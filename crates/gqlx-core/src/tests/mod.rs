mod end_to_end_tests;
pub(crate) mod utils;
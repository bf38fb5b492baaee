mod execute_tests;
mod response_path_tests;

###

Your response should consist of the full listing, repeated exactly.

filename crates/gqlx-core/src/tests/mod.rs
mod end_to_end_tests;
pub(crate) mod utils;
repository bf38fb5b492baaee
mod execute_tests;
mod response_path_tests;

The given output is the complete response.